_GIVEN DATA_.

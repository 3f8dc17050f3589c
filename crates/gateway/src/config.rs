//! Gateway configuration.
//!
//! Read once at startup from environment variables prefixed with `GATEWAY_`
//! (`GATEWAY_AUTH_URL`, `GATEWAY_LOG_TRANSPORT`, ...). There is no hot reload.

use std::net::SocketAddr;
use std::time::Duration;

use dispatch::Transport;
use figment::providers::Env;
use figment::Figment;
use serde::{Deserialize, Serialize};
use thiserror::Error;

/// Prefix of every configuration environment variable.
pub const ENV_PREFIX: &str = "GATEWAY_";

/// Output format of the `tracing` subscriber.
#[derive(Debug, Clone, Copy, PartialEq, Eq, Default, Serialize, Deserialize)]
#[serde(rename_all = "snake_case")]
pub enum LogFormat {
    /// One JSON object per event.
    #[default]
    Json,
    /// Multi-line human-readable output for local development.
    Pretty,
}

/// Invalid or incomplete configuration. Always fatal at startup.
#[derive(Debug, Error)]
pub enum ConfigError {
    /// A value is missing or has the wrong type.
    #[error("failed to read configuration: {0}")]
    Load(#[from] figment::Error),

    /// A required URL or address is empty.
    #[error("'{key}' must not be empty")]
    Empty {
        /// Configuration key, without the prefix.
        key: &'static str,
    },

    /// The selected log transport has no endpoint configured.
    #[error("log transport '{transport}' requires '{key}' to be set")]
    MissingTransportSetting {
        transport: Transport,
        /// Configuration key, without the prefix.
        key: &'static str,
    },
}

/// Complete gateway configuration.
#[derive(Debug, Clone, PartialEq, Eq, Deserialize)]
pub struct GatewayConfig {
    #[serde(default = "default_listen_addr")]
    pub listen_addr: SocketAddr,

    /// Base URL of the identity service.
    pub auth_url: String,

    /// Base URL of the mail service.
    pub mail_url: String,

    /// Transport used for `log`. Chosen once per deployment.
    #[serde(default = "default_log_transport")]
    pub log_transport: Transport,

    /// Base URL of the log service's HTTP API. Required for `http`.
    #[serde(default)]
    pub log_http_url: Option<String>,

    /// `host:port` of the log service's binary RPC listener. Required for `rpc`.
    #[serde(default)]
    pub log_rpc_addr: Option<String>,

    /// URI of the log service's gRPC listener. Required for `grpc`.
    #[serde(default)]
    pub log_grpc_url: Option<String>,

    /// Kafka bootstrap servers. Required for `queue`.
    #[serde(default)]
    pub queue_brokers: Option<String>,

    #[serde(default = "default_queue_topic")]
    pub queue_topic: String,

    /// Bound on HTTP and binary RPC calls.
    #[serde(default = "default_downstream_timeout_ms")]
    pub downstream_timeout_ms: u64,

    /// Bound on a gRPC call, connecting included.
    #[serde(default = "default_grpc_deadline_ms")]
    pub grpc_deadline_ms: u64,

    /// Bound on a queue publish, broker acknowledgement included.
    #[serde(default = "default_queue_message_timeout_ms")]
    pub queue_message_timeout_ms: u64,

    #[serde(default)]
    pub log_format: LogFormat,

    /// OTLP collector endpoint. Span export is off when unset.
    #[serde(default)]
    pub otlp_endpoint: Option<String>,
}

fn default_listen_addr() -> SocketAddr {
    SocketAddr::from(([0, 0, 0, 0], 8080))
}

fn default_log_transport() -> Transport {
    Transport::Rpc
}

fn default_queue_topic() -> String {
    "logs_topic".to_owned()
}

fn default_downstream_timeout_ms() -> u64 {
    5_000
}

fn default_grpc_deadline_ms() -> u64 {
    1_000
}

fn default_queue_message_timeout_ms() -> u64 {
    5_000
}

impl GatewayConfig {
    /// Loads and validates the configuration from the process environment.
    ///
    /// # Errors
    ///
    /// Any [`ConfigError`]; the gateway must not start.
    pub fn load() -> Result<Self, ConfigError> {
        Self::from_figment(Figment::new().merge(Env::prefixed(ENV_PREFIX)))
    }

    /// Extracts and validates the configuration from `figment`.
    ///
    /// # Errors
    ///
    /// Any [`ConfigError`].
    pub fn from_figment(figment: Figment) -> Result<Self, ConfigError> {
        let config: Self = figment.extract()?;
        config.validate()?;
        Ok(config)
    }

    /// Checks cross-field requirements that serde cannot express.
    ///
    /// # Errors
    ///
    /// - [`ConfigError::Empty`] if `auth_url` or `mail_url` is blank.
    /// - [`ConfigError::MissingTransportSetting`] if the endpoint for
    ///   `log_transport` is missing.
    pub fn validate(&self) -> Result<(), ConfigError> {
        if self.auth_url.trim().is_empty() {
            return Err(ConfigError::Empty { key: "auth_url" });
        }
        if self.mail_url.trim().is_empty() {
            return Err(ConfigError::Empty { key: "mail_url" });
        }
        self.log_endpoint().map(|_| ())
    }

    /// Returns the endpoint setting for the selected log transport.
    ///
    /// # Errors
    ///
    /// [`ConfigError::MissingTransportSetting`] if it is unset or blank.
    pub fn log_endpoint(&self) -> Result<&str, ConfigError> {
        let (key, value) = match self.log_transport {
            Transport::Http => ("log_http_url", &self.log_http_url),
            Transport::Rpc => ("log_rpc_addr", &self.log_rpc_addr),
            Transport::Grpc => ("log_grpc_url", &self.log_grpc_url),
            Transport::Queue => ("queue_brokers", &self.queue_brokers),
        };
        value
            .as_deref()
            .map(str::trim)
            .filter(|value| !value.is_empty())
            .ok_or(ConfigError::MissingTransportSetting {
                transport: self.log_transport,
                key,
            })
    }

    pub fn downstream_timeout(&self) -> Duration {
        Duration::from_millis(self.downstream_timeout_ms)
    }

    pub fn grpc_deadline(&self) -> Duration {
        Duration::from_millis(self.grpc_deadline_ms)
    }

    pub fn queue_message_timeout(&self) -> Duration {
        Duration::from_millis(self.queue_message_timeout_ms)
    }
}
use std::time::Duration;

use async_trait::async_trait;
use dispatch::{AdapterError, Delivery, LogPayload, LogWriter, Transport};
use tonic::transport::Endpoint;

use crate::proto::log_service_client::LogServiceClient;
use crate::proto::{Log, LogRequest};

/// [`LogWriter`] that calls `WriteLog` over gRPC.
///
/// Every write opens its own channel and drops it when the write ends,
/// whether it succeeded, failed, or ran out of time. Connecting and calling
/// share one deadline; exceeding it is reported exactly like a connection
/// failure, as [`AdapterError::Transport`].
#[derive(Debug, Clone)]
pub struct GrpcLogWriter {
    endpoint: Endpoint,
    deadline: Duration,
}

impl GrpcLogWriter {
    /// Creates a writer for the log service at `uri` (e.g.
    /// `http://logger:50001`).
    ///
    /// # Errors
    ///
    /// Returns the transport error if `uri` is not a valid URI.
    pub fn new(uri: impl Into<String>, deadline: Duration) -> Result<Self, tonic::transport::Error> {
        let endpoint = Endpoint::from_shared(uri.into())?
            .connect_timeout(deadline)
            .timeout(deadline);
        Ok(Self { endpoint, deadline })
    }

    async fn call(&self, entry: &LogPayload) -> Result<String, AdapterError> {
        let channel = self
            .endpoint
            .connect()
            .await
            .map_err(|err| AdapterError::transport("log", err))?;
        let mut client = LogServiceClient::new(channel);

        let mut request = tonic::Request::new(LogRequest {
            log_entry: Some(Log {
                name: entry.name.clone(),
                data: entry.data.clone(),
            }),
        });
        request.set_timeout(self.deadline);

        let response = client
            .write_log(request)
            .await
            .map_err(|status| AdapterError::transport("log", status))?;
        Ok(response.into_inner().result)
    }
}

#[async_trait]
impl LogWriter for GrpcLogWriter {
    fn transport(&self) -> Transport {
        Transport::Grpc
    }

    async fn write_log(&self, entry: &LogPayload) -> Result<Delivery, AdapterError> {
        let result = tokio::time::timeout(self.deadline, self.call(entry))
            .await
            .map_err(|_| {
                AdapterError::transport("log", format!("deadline of {:?} exceeded", self.deadline))
            })??;

        tracing::debug!(uri = %self.endpoint.uri(), "log entry written over grpc");
        Ok(Delivery::confirmed(result))
    }
}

_TASK PROMPT_.
Extract the first line above and each line after it up to and including the one with "pub enum LogFormat", please, exactly and with nothing else.

_RESPONSE TO THE TASK_.
repository 3f8dc17050f3589c
filename crates/gateway/src/config.rs
//! Gateway configuration.
//!
//! Read once at startup from environment variables prefixed with `GATEWAY_`
//! (`GATEWAY_AUTH_URL`, `GATEWAY_LOG_TRANSPORT`, ...). There is no hot reload.

use std::net::SocketAddr;
use std::time::Duration;

use dispatch::Transport;
use figment::providers::Env;
use figment::Figment;
use serde::{Deserialize, Serialize};
use thiserror::Error;

/// Prefix of every configuration environment variable.
pub const ENV_PREFIX: &str = "GATEWAY_";

/// Output format of the `tracing` subscriber.
#[derive(Debug, Clone, Copy, PartialEq, Eq, Default, Serialize, Deserialize)]
#[serde(rename_all = "snake_case")]
pub enum LogFormat {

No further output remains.